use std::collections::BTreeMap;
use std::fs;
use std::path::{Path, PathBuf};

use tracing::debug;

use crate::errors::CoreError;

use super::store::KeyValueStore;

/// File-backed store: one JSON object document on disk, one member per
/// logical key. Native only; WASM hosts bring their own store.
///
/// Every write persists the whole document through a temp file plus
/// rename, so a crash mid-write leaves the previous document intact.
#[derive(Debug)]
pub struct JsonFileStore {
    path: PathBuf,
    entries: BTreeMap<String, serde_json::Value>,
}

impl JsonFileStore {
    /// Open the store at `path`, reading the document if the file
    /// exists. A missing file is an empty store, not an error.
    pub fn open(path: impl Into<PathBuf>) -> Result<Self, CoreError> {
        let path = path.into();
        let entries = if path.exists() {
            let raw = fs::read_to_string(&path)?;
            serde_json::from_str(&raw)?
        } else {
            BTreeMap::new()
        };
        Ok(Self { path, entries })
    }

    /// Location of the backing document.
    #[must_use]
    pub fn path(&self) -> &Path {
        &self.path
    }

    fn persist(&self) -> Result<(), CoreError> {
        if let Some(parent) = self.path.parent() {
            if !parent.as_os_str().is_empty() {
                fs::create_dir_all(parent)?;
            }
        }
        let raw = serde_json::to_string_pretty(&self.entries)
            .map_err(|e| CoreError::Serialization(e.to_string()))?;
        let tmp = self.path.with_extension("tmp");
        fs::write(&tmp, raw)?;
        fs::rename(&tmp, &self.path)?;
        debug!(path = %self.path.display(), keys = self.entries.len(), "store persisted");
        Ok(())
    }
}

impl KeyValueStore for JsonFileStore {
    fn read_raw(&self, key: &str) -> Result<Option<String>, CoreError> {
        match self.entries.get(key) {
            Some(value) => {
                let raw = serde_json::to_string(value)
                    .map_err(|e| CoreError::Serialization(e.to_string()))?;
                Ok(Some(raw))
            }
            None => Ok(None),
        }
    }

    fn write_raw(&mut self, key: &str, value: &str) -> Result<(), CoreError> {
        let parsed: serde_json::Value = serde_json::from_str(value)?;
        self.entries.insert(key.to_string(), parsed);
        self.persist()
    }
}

...

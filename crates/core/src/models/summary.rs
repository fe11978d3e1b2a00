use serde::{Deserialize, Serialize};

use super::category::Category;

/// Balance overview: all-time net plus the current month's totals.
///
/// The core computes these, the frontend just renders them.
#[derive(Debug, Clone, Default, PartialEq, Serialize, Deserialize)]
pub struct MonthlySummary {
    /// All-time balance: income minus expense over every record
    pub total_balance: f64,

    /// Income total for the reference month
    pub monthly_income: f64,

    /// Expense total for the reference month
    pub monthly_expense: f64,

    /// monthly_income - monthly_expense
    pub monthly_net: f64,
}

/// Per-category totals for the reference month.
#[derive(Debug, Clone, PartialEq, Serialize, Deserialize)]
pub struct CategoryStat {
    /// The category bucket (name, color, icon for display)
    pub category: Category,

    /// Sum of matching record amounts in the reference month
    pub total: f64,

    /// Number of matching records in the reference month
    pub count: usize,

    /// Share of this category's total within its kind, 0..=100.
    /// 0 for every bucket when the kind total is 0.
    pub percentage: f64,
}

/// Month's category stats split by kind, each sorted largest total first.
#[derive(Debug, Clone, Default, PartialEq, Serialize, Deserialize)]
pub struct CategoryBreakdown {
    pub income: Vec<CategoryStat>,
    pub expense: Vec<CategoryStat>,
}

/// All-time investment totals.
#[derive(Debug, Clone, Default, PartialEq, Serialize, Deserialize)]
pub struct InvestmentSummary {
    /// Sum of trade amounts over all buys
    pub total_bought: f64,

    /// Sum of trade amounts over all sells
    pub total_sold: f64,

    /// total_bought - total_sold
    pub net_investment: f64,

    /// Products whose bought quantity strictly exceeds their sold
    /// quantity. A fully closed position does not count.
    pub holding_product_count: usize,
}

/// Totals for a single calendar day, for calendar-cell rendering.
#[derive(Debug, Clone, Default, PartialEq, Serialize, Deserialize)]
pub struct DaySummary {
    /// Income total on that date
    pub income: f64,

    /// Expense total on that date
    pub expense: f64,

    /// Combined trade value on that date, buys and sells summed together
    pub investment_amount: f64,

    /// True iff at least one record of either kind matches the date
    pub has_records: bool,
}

## YOUR INSTRUCTIONS
When a line among the entries contains "trade", pull that line out.

## TASK OUTPUT
    /// Sum of trade amounts over all buys
    /// Sum of trade amounts over all sells
    /// Combined trade value on that date, buys and sells summed together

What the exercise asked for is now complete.